We apply this result to each of the {u_n} above and we find that there exists a sequence {v_n} such that {d(u_n,v_n)<1/n} and {|F_{\varepsilon_n}(v_n)-F(u_n)|<\delta}. Obviously we have {v_n \rightarrow u} and by the {(LI)} property of the {\Gamma} convergence

\displaystyle \liminf_{n \rightarrow \infty} F_{\varepsilon_n} (v_n) \geq F(u).

On the other hand for {n} great enough we have {F_{\varepsilon_n}(u_n)<F(u)-2\delta} and as a consequence for {n} great enough we have {F_{\varepsilon_n}(v_n)<F(u)-\delta}. We have reached a contradiction.
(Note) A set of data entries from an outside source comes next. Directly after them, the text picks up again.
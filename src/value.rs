use alloc::boxed::Box;
use alloc::string::String;
use alloc::vec::Vec;
use core::fmt;

use chrono::{DateTime, FixedOffset};
use num_bigint::BigInt;

use crate::config::MISSING_LITERAL;
use crate::number::Num;

/// CBOR tag numbers recognised by this crate.
pub mod tag {
    /// RFC-3339 date-time text.
    pub const DATE_TIME: u64 = 0;
    /// Seconds since the epoch, integer or float.
    pub const EPOCH: u64 = 1;
    /// Positive bignum.
    pub const POS_BIGNUM: u64 = 2;
    /// Negative bignum.
    pub const NEG_BIGNUM: u64 = 3;
    /// Decimal fraction `[exp, mantissa]`.
    pub const DECIMAL_FRACTION: u64 = 4;
    /// Big float `[exp, mantissa]`.
    pub const BIG_FLOAT: u64 = 5;
    /// Embedded CBOR data item in a byte string.
    pub const CBOR: u64 = 24;
    /// URI text.
    pub const URI: u64 = 32;
    /// base64url text.
    pub const BASE64_URL: u64 = 33;
    /// base64 text.
    pub const BASE64: u64 = 34;
    /// Regular expression text.
    pub const REGEXP: u64 = 35;
    /// MIME message text.
    pub const MIME: u64 = 36;
    /// Raw JSON string literal (content between the quotes, escapes intact).
    pub const JSON_STRING: u64 = 37;
    /// Raw JSON number text.
    pub const JSON_NUMBER: u64 = 38;
    /// Self-describe CBOR prefix.
    pub const SELF_DESCRIBE: u64 = 55799;
}

/// The kind of an indefinite-length CBOR header.
#[derive(Debug, Clone, Copy, PartialEq, Eq, Hash)]
pub enum IndefiniteKind {
    /// Byte string chunks (`0x5f`).
    Bytes,
    /// Text string chunks (`0x7f`).
    Text,
    /// Array (`0x9f`).
    Array,
    /// Map (`0xbf`).
    Map,
}

impl IndefiniteKind {
    /// The CBOR header byte that opens this kind.
    #[must_use]
    pub const fn header(self) -> u8 {
        match self {
            Self::Bytes => 0x5f,
            Self::Text => 0x7f,
            Self::Array => 0x9f,
            Self::Map => 0xbf,
        }
    }
}

/// A compiled regular expression carried by CBOR tag 35.
///
/// Two expressions are equal when their source patterns are equal.
#[derive(Clone)]
pub struct Regexp(pub regex::Regex);

impl Regexp {
    /// Returns the source pattern.
    #[must_use]
    pub fn as_str(&self) -> &str {
        self.0.as_str()
    }
}

impl PartialEq for Regexp {
    fn eq(&self, other: &Self) -> bool {
        self.as_str() == other.as_str()
    }
}

impl fmt::Debug for Regexp {
    fn fmt(&self, f: &mut fmt::Formatter<'_>) -> fmt::Result {
        f.debug_tuple("Regexp").field(&self.as_str()).finish()
    }
}

/// An in-memory semi-structured value.
///
/// `Int` and `Uint` compare equal when they denote the same integer, so values survive
/// a CBOR round trip regardless of which integer variant built them.
#[derive(Debug, Clone)]
pub enum Value {
    /// JSON / CBOR null.
    Null,
    /// Boolean.
    Bool(bool),
    /// Unsigned integer, used above `i64::MAX`.
    Uint(u64),
    /// Signed integer.
    Int(i64),
    /// IEEE-754 single.
    Float32(f32),
    /// IEEE-754 double.
    Float64(f64),
    /// Byte string.
    Bytes(Vec<u8>),
    /// Text string.
    Text(String),
    /// Ordered sequence.
    Array(Vec<Value>),
    /// Ordered key/value pairs; keys need not be unique.
    Map(Vec<(String, Value)>),
    /// CBOR simple value 23.
    Undefined,
    /// CBOR simple values 0..19 and 32..255.
    Simple(u8),
    /// Indefinite-length header; only produced by [`decode_item`](crate::decode_item).
    Indefinite(IndefiniteKind),
    /// Break-stop; only produced by [`decode_item`](crate::decode_item).
    Break,
    /// Tag 0.
    DateTime(DateTime<FixedOffset>),
    /// Tag 1 with an integer payload, which may be any CBOR unsigned integer.
    EpochSeconds(i128),
    /// Tag 1 with a float payload: fractional seconds since the epoch.
    EpochMicros(f64),
    /// Tags 2 and 3.
    BigNum(BigInt),
    /// Tag 4: `mantissa * 10^exp`.
    DecimalFraction {
        /// Base-10 exponent.
        exp: i64,
        /// Mantissa.
        mantissa: i64,
    },
    /// Tag 5: `mantissa * 2^exp`.
    BigFloat {
        /// Base-2 exponent.
        exp: i64,
        /// Mantissa.
        mantissa: i64,
    },
    /// Tag 24: an opaque embedded CBOR item.
    Cbor(Vec<u8>),
    /// Tag 35.
    Regexp(Regexp),
    /// Tag 55799 followed by the described item.
    CborPrefix(Box<Value>),
    /// Any other tag number with its payload.
    Tag(u64, Box<Value>),
    /// The missing-field sentinel; collates below `Null`.
    Missing,
}

impl Value {
    /// Build a map from `(key, value)` pairs.
    pub fn map<K: Into<String>>(entries: impl IntoIterator<Item = (K, Value)>) -> Self {
        Self::Map(entries.into_iter().map(|(k, v)| (k.into(), v)).collect())
    }

    /// Returns `true` for `Null`.
    #[must_use]
    pub const fn is_null(&self) -> bool {
        matches!(self, Self::Null)
    }

    /// Returns the text if this is `Text`.
    #[must_use]
    pub fn as_text(&self) -> Option<&str> {
        match self {
            Self::Text(s) => Some(s),
            _ => None,
        }
    }

    /// Returns the integer if this is `Int`, or `Uint` within `i64` range.
    #[must_use]
    pub fn as_i64(&self) -> Option<i64> {
        match *self {
            Self::Int(v) => Some(v),
            Self::Uint(v) => i64::try_from(v).ok(),
            _ => None,
        }
    }

    /// Returns the elements if this is `Array`.
    #[must_use]
    pub fn as_array(&self) -> Option<&[Value]> {
        match self {
            Self::Array(items) => Some(items),
            _ => None,
        }
    }

    /// Returns the first value stored under `key` if this is `Map`.
    #[must_use]
    pub fn get_key(&self, key: &str) -> Option<&Value> {
        match self {
            Self::Map(entries) => entries.iter().find(|(k, _)| k == key).map(|(_, v)| v),
            _ => None,
        }
    }

    /// Returns `true` when the text equals the missing literal.
    pub(crate) fn is_missing_text(bytes: &[u8]) -> bool {
        bytes == MISSING_LITERAL.as_bytes()
    }
}

impl PartialEq for Value {
    fn eq(&self, other: &Self) -> bool {
        match (self, other) {
            (Self::Null, Self::Null)
            | (Self::Undefined, Self::Undefined)
            | (Self::Break, Self::Break)
            | (Self::Missing, Self::Missing) => true,
            (Self::Bool(a), Self::Bool(b)) => a == b,
            (Self::Int(a), Self::Int(b)) => a == b,
            (Self::Uint(a), Self::Uint(b)) => a == b,
            (Self::Int(a), Self::Uint(b)) | (Self::Uint(b), Self::Int(a)) => {
                u64::try_from(*a).is_ok_and(|a| a == *b)
            }
            (Self::Float32(a), Self::Float32(b)) => a == b,
            (Self::Float64(a), Self::Float64(b)) => a == b,
            (Self::Bytes(a), Self::Bytes(b)) | (Self::Cbor(a), Self::Cbor(b)) => a == b,
            (Self::Text(a), Self::Text(b)) => a == b,
            (Self::Array(a), Self::Array(b)) => a == b,
            (Self::Map(a), Self::Map(b)) => a == b,
            (Self::Simple(a), Self::Simple(b)) => a == b,
            (Self::Indefinite(a), Self::Indefinite(b)) => a == b,
            (Self::DateTime(a), Self::DateTime(b)) => a == b,
            (Self::EpochSeconds(a), Self::EpochSeconds(b)) => a == b,
            (Self::EpochMicros(a), Self::EpochMicros(b)) => a == b,
            (Self::BigNum(a), Self::BigNum(b)) => a == b,
            (
                Self::DecimalFraction {
                    exp: e1,
                    mantissa: m1,
                },
                Self::DecimalFraction {
                    exp: e2,
                    mantissa: m2,
                },
            )
            | (
                Self::BigFloat {
                    exp: e1,
                    mantissa: m1,
                },
                Self::BigFloat {
                    exp: e2,
                    mantissa: m2,
                },
            ) => e1 == e2 && m1 == m2,
            (Self::Regexp(a), Self::Regexp(b)) => a == b,
            (Self::CborPrefix(a), Self::CborPrefix(b)) => a == b,
            (Self::Tag(t1, a), Self::Tag(t2, b)) => t1 == t2 && a == b,
            _ => false,
        }
    }
}

impl From<bool> for Value {
    fn from(v: bool) -> Self {
        Self::Bool(v)
    }
}

impl From<i64> for Value {
    fn from(v: i64) -> Self {
        Self::Int(v)
    }
}

impl From<u64> for Value {
    fn from(v: u64) -> Self {
        i64::try_from(v).map_or(Self::Uint(v), Self::Int)
    }
}

impl From<f64> for Value {
    fn from(v: f64) -> Self {
        Self::Float64(v)
    }
}

impl From<f32> for Value {
    fn from(v: f32) -> Self {
        Self::Float32(v)
    }
}

impl From<&str> for Value {
    fn from(v: &str) -> Self {
        Self::Text(v.into())
    }
}

impl From<String> for Value {
    fn from(v: String) -> Self {
        Self::Text(v)
    }
}

impl From<Vec<Value>> for Value {
    fn from(v: Vec<Value>) -> Self {
        Self::Array(v)
    }
}

impl From<BigInt> for Value {
    fn from(v: BigInt) -> Self {
        Self::BigNum(v)
    }
}

impl From<Num> for Value {
    fn from(v: Num) -> Self {
        match v {
            Num::Int(v) => Self::Int(v),
            Num::Uint(v) => Self::Uint(v),
            Num::Float(v) => Self::Float64(v),
            Num::Float32(v) => Self::Float32(v),
        }
    }
}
Therefore we have

\displaystyle \liminf_{n \rightarrow \infty} F(u_n) \geq F(u)

and {F} is lower semicontinuous.

2. It is easy to see that {G} verifies both {(LI),(LS)} with equality, for every sequence {u_\varepsilon \rightarrow u}, thus proving the desired result immediatley by using the properties of {\liminf, \limsup} for the sum of two sequences.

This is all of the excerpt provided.